## [DATA EXTRACTS]

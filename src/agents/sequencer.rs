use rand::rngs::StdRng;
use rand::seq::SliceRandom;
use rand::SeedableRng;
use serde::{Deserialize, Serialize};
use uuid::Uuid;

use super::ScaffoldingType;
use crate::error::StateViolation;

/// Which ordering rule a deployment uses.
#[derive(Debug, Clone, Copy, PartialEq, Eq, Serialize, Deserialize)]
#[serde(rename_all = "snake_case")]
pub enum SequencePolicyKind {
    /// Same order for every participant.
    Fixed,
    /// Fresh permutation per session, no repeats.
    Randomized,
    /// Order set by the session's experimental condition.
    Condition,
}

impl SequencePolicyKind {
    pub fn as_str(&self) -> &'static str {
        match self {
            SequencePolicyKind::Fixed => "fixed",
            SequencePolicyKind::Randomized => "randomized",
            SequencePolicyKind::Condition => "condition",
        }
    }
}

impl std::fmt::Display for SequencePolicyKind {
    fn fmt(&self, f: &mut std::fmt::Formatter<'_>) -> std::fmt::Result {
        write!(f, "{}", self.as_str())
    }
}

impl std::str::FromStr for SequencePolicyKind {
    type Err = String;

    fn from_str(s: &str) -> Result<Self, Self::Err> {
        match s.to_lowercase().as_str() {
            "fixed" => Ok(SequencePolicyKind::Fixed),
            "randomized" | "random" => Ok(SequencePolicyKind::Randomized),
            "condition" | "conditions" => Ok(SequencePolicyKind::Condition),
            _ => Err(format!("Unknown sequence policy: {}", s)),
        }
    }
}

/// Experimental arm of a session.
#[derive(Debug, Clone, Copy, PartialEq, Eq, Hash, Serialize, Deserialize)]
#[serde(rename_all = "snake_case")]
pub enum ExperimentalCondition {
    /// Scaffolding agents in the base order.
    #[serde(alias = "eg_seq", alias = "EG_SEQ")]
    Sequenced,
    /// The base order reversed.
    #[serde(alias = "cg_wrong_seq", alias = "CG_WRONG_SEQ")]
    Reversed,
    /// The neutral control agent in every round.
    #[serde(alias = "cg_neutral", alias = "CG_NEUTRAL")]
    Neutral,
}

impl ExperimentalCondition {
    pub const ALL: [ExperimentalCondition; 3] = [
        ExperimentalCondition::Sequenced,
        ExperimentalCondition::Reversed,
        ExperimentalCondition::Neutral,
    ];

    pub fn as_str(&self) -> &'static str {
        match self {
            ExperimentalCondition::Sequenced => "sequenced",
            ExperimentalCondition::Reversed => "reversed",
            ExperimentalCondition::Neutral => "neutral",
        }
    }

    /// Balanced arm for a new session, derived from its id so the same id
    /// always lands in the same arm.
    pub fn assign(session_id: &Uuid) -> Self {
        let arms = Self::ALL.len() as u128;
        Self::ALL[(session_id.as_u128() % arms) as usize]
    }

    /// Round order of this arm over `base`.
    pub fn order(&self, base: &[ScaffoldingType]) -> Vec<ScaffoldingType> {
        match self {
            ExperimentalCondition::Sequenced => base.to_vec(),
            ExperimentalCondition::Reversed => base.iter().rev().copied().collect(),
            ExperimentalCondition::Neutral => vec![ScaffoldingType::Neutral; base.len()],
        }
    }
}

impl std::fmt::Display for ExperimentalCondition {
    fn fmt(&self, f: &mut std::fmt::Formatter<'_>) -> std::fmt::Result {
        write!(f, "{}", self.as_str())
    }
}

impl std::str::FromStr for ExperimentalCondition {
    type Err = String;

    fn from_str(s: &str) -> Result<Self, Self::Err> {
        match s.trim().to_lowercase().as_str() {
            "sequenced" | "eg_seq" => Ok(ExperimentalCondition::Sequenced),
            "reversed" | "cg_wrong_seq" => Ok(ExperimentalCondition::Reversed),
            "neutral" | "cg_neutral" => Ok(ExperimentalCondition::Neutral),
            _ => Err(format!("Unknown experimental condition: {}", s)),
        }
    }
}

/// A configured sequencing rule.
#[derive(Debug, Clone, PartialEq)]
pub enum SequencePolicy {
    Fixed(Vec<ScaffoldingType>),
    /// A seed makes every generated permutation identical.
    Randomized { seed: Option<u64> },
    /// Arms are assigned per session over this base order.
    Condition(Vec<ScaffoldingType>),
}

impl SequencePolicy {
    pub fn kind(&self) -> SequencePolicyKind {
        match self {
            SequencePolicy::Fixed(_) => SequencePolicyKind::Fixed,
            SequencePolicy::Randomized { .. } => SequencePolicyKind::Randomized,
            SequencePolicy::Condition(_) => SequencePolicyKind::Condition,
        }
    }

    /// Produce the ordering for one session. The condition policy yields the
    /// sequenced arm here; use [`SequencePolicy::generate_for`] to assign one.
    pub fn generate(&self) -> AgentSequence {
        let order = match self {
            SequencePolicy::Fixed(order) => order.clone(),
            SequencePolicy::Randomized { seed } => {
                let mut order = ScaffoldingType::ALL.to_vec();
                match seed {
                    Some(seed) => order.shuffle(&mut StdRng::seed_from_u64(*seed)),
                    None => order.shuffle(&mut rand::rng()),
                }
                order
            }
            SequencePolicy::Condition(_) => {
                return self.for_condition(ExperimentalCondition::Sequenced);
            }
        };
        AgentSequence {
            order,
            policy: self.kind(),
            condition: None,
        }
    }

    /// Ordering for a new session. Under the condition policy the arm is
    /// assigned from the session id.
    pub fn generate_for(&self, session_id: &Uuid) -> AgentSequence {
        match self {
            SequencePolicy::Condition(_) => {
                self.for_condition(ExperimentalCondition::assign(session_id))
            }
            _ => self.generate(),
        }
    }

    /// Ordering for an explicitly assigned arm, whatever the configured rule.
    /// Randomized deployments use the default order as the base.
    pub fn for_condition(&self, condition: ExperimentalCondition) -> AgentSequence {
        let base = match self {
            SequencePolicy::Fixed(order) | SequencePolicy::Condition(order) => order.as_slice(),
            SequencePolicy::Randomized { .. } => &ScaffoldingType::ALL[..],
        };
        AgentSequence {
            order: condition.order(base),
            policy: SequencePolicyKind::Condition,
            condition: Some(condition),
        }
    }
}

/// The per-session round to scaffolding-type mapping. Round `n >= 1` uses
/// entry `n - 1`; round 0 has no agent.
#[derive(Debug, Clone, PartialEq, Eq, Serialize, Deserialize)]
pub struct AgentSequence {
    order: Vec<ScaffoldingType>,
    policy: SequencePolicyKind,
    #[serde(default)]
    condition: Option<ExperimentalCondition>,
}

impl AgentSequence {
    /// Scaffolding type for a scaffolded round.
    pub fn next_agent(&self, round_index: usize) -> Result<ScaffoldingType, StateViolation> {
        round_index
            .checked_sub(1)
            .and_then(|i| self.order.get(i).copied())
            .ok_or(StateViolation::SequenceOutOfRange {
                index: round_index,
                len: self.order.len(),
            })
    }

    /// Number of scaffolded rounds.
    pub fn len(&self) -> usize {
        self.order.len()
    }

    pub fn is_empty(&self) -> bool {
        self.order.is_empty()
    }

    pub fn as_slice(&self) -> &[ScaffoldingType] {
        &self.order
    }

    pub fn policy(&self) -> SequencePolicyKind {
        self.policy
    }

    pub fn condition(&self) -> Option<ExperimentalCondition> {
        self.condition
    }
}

## [TASK OBJECTIVE]
Copy all lines from the data above that contain the word "over".

## [WRITTEN RESPONSE]
    /// Round order of this arm over `base`.
    /// Arms are assigned per session over this base order.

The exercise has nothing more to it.